Crossmedialer Einzelhandel und neue Start-up-Konzepte
Um nachhaltiges und regionales Einkaufen wieder attraktiv zu gestalten muss der stationäre und lokale Einzelhandel auch dazu bereit sein, Eigenverantwortung zu übernehmen und sich mit dem Thema Onlinehandel auseinanderzusetzen. Hierbei sollte sich aber auch jeder Einzelhändler bewusst sein, dass der Multichannel-Vertrieb, also online und offline zu handeln, nicht nur Zeit, sondern auch Geld und Arbeit kostet. Einen Laden lediglich von 9-20:00 Uhr zu öffnen, wird niemanden mehr ernähren können. Eher muss hier der verbraucherfreundliche 24/7- Anreiz geschaffen werden. Ein schlüssiges und intelligentes Leerstands-Konzept muss in Zusammenarbeit mit Kammern, Städten und möglichen, künftigen Nutzern an einem Round-Table erstellt werden und nicht durch Bürokraten an einem Reißbrett. Die Basis, auf welchem ein solches Konzept entstehen sollte, ist eine funktionierende digitalisierte Plattform, die den ansiedlungswilligen Start-ups eben eine solide Basis für ein erfolgreiches Geschäft bietet. Hierbei sollte auch berücksichtigt werden, dass eben diese Start-Ups sehr viel Wert auf Regionalität legen. Sie wollen ihren täglichen Bedarf zwar vermehrt und aus Zeitmangel online erledigen, dies aber in einer regionalen Geschäftsbeziehung. Kurze und somit nachhaltige Wege werden ausschlaggebend sein. Hinzu kommt, dass in einem örtlichen Handel jemand „greifbar ist, man kann mal eben schnell hin“.
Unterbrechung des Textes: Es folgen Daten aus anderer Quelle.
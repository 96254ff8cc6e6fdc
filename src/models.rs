//! Data structures produced while reconciling image references.

use serde::{Deserialize, Serialize};
use serde_json::Value;

/// Record attribute holding the image reference.
pub const IMAGE_FIELD: &str = "image";

/// Image reference of a record, when the record is an object with a string `image`.
pub fn record_image(record: &Value) -> Option<&str> {
  record.get(IMAGE_FIELD).and_then(Value::as_str)
}

/// Replace the image reference of a record, leaving every other field untouched.
///
/// Non-object records are returned as they are.
pub fn set_record_image(record: &mut Value, image: String) {
  if let Some(fields) = record.as_object_mut() {
    fields.insert(IMAGE_FIELD.to_string(), Value::String(image));
  }
}

/// How a drifted reference was tied to an actual file.
#[derive(Debug, Clone, Copy, PartialEq, Eq, Hash, Deserialize, Serialize)]
#[serde(rename_all = "snake_case")]
pub enum MatchMethod {
  /// Filename present verbatim.
  ///
  /// Reserved for reporting: the reconciler counts verbatim hits as already correct
  /// instead of producing a match for them.
  Exact,
  /// Filename equal once both sides are lower-cased.
  CaseInsensitive,
  /// Filename equal once both sides keep only letters, digits and dots.
  Normalized,
  /// Best candidate by sequence similarity above the cutoff.
  SimilarityRanked,
  /// Normalised filename found inside a normalised candidate.
  NormalizedContainment,
}

impl MatchMethod {
  /// Short label used in console output.
  pub fn label(self) -> &'static str {
    match self {
      Self::Exact => "exact",
      Self::CaseInsensitive => "case-insensitive",
      Self::Normalized => "normalized",
      Self::SimilarityRanked => "similarity",
      Self::NormalizedContainment => "containment",
    }
  }
}

/// Outcome of running the strategy chain for one filename.
#[derive(Debug, Clone, PartialEq, Eq)]
pub enum MatchResult {
  /// No strategy produced a candidate.
  NoMatch,
  /// A strategy chose `candidate` from the pool.
  Matched {
    /// Actual filename in the asset pool.
    candidate: String,
    /// Strategy that produced the candidate.
    method: MatchMethod,
  },
}

/// A reference rewritten by the reconciler.
#[derive(Debug, Clone, PartialEq, Deserialize, Serialize)]
pub struct AppliedChange {
  /// Position of the record in the dataset.
  pub index: usize,
  /// Reference before correction.
  pub old: String,
  /// Reference after correction.
  pub new: String,
  /// Strategy that justified the change.
  pub method: MatchMethod,
}

/// A reference for which no candidate was found.
#[derive(Debug, Clone, PartialEq, Eq, Deserialize, Serialize)]
pub struct UnresolvedImage {
  /// Position of the record in the dataset.
  pub index: usize,
  /// Reference left untouched.
  pub image: String,
}

/// Summary of one reconciliation pass, consumed by the console reporter.
#[derive(Debug, Clone, Default, PartialEq, Deserialize, Serialize)]
pub struct ReconcileReport {
  /// Number of records in the dataset, including skipped ones.
  pub total_records: usize,
  /// Records whose filename already exists verbatim.
  pub already_correct: usize,
  /// Records without a string image reference.
  pub skipped: usize,
  /// Rewritten references in dataset order.
  pub applied: Vec<AppliedChange>,
  /// References without any candidate, in dataset order.
  pub unresolved: Vec<UnresolvedImage>,
}

/// A reference rewritten by the basename re-casing mode.
#[derive(Debug, Clone, PartialEq, Eq, Deserialize, Serialize)]
pub struct RecaseChange {
  /// Position of the record in the dataset.
  pub index: usize,
  /// Reference before re-casing.
  pub old: String,
  /// Reference after re-casing.
  pub new: String,
}

/// Summary of one re-casing pass.
#[derive(Debug, Clone, PartialEq, Eq, Deserialize, Serialize)]
pub struct RecaseReport {
  /// Index of the anchor record.
  pub start_index: usize,
  /// Records considered, from the anchor to the end of the dataset.
  pub processed: usize,
  /// Rewritten references in dataset order.
  pub changed: Vec<RecaseChange>,
}

/// Candidate filenames proposed for a reference that is not present verbatim.
#[derive(Debug, Clone, PartialEq, Eq, Deserialize, Serialize)]
pub struct Suggestion {
  /// Reference as found in the dataset.
  pub image: String,
  /// Pool filenames, best first. Empty when nothing came close.
  pub candidates: Vec<String>,
}

#[cfg(test)]
mod tests {
  use super::*;
  use serde_json::json;

  #[test]
  fn reads_string_images_only() {
    assert_eq!(record_image(&json!({"image": "/a/b.png"})), Some("/a/b.png"));
    assert_eq!(record_image(&json!({"image": 7})), None);
    assert_eq!(record_image(&json!({"name": "x"})), None);
    assert_eq!(record_image(&json!("bare string")), None);
  }

  #[test]
  fn replacing_image_keeps_field_order() {
    let mut record = json!({"name": "A", "image": "/x/a.png", "atk": 1200});
    set_record_image(&mut record, "/assets/cards/A.png".into());
    let keys: Vec<&String> = record.as_object().unwrap().keys().collect();
    assert_eq!(keys, vec!["name", "image", "atk"]);
    assert_eq!(record["image"], "/assets/cards/A.png");
  }

  #[test]
  fn methods_serialise_in_snake_case() {
    let encoded = serde_json::to_string(&MatchMethod::SimilarityRanked).unwrap();
    assert_eq!(encoded, "\"similarity_ranked\"");
  }
}
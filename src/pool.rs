//! Read-only snapshot of the filenames present in the image directory.

use std::collections::HashSet;

use crate::image_paths::normalize_name;

/// One filename in the pool, with its comparison forms precomputed.
#[derive(Debug, Clone, PartialEq, Eq)]
pub struct AssetName {
  name: String,
  lower: String,
  normalized: String,
}

impl AssetName {
  fn new(name: String) -> Self {
    let lower = name.to_lowercase();
    let normalized = normalize_name(&name);
    Self {
      name,
      lower,
      normalized,
    }
  }

  /// Filename as stored on disk.
  pub fn name(&self) -> &str {
    &self.name
  }

  /// Lower-cased filename.
  pub fn lower(&self) -> &str {
    &self.lower
  }

  /// Filename reduced to lower-case letters, digits and dots.
  pub fn normalized(&self) -> &str {
    &self.normalized
  }
}

/// Ordered set of distinct filenames.
///
/// Enumeration order is insertion order; strategies that break ties positionally rely on
/// it. Duplicate names keep their first position.
#[derive(Debug, Clone, Default, PartialEq, Eq)]
pub struct AssetPool {
  entries: Vec<AssetName>,
  exact: HashSet<String>,
}

impl AssetPool {
  /// Build a pool from filenames in enumeration order.
  pub fn new<I, S>(names: I) -> Self
  where
    I: IntoIterator<Item = S>,
    S: Into<String>,
  {
    let mut pool = Self::default();
    for name in names {
      let name = name.into();
      if pool.exact.insert(name.clone()) {
        pool.entries.push(AssetName::new(name));
      }
    }
    pool
  }

  /// Case-sensitive membership test.
  pub fn contains(&self, filename: &str) -> bool {
    self.exact.contains(filename)
  }

  /// Entries in enumeration order.
  pub fn iter(&self) -> std::slice::Iter<'_, AssetName> {
    self.entries.iter()
  }

  /// First entry whose lower-cased form equals `lower`.
  pub fn first_with_lower(&self, lower: &str) -> Option<&AssetName> {
    self.entries.iter().find(|entry| entry.lower == lower)
  }

  /// Number of distinct filenames.
  pub fn len(&self) -> usize {
    self.entries.len()
  }

  /// Returns `true` when the directory held no files.
  pub fn is_empty(&self) -> bool {
    self.entries.is_empty()
  }
}

impl<'a> IntoIterator for &'a AssetPool {
  type Item = &'a AssetName;
  type IntoIter = std::slice::Iter<'a, AssetName>;

  fn into_iter(self) -> Self::IntoIter {
    self.iter()
  }
}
Die Digitalisierung ist aber auch die Basis für das Arbeiten im Verwaltungsbereich der Zukunft – Homeoffice, Wohnen, Wechselarbeitsplätze und Telearbeit kann nur funktionieren, wenn eben diese Basis stimmt.
Man stelle sich nur vor, dass morgen ein neuer Virus auftaucht und wir sind immer noch am Diskutieren über Probleme, die schon seit langem bestehen. Das Problem muss an der Wurzel angepackt werden – und zwar jetzt!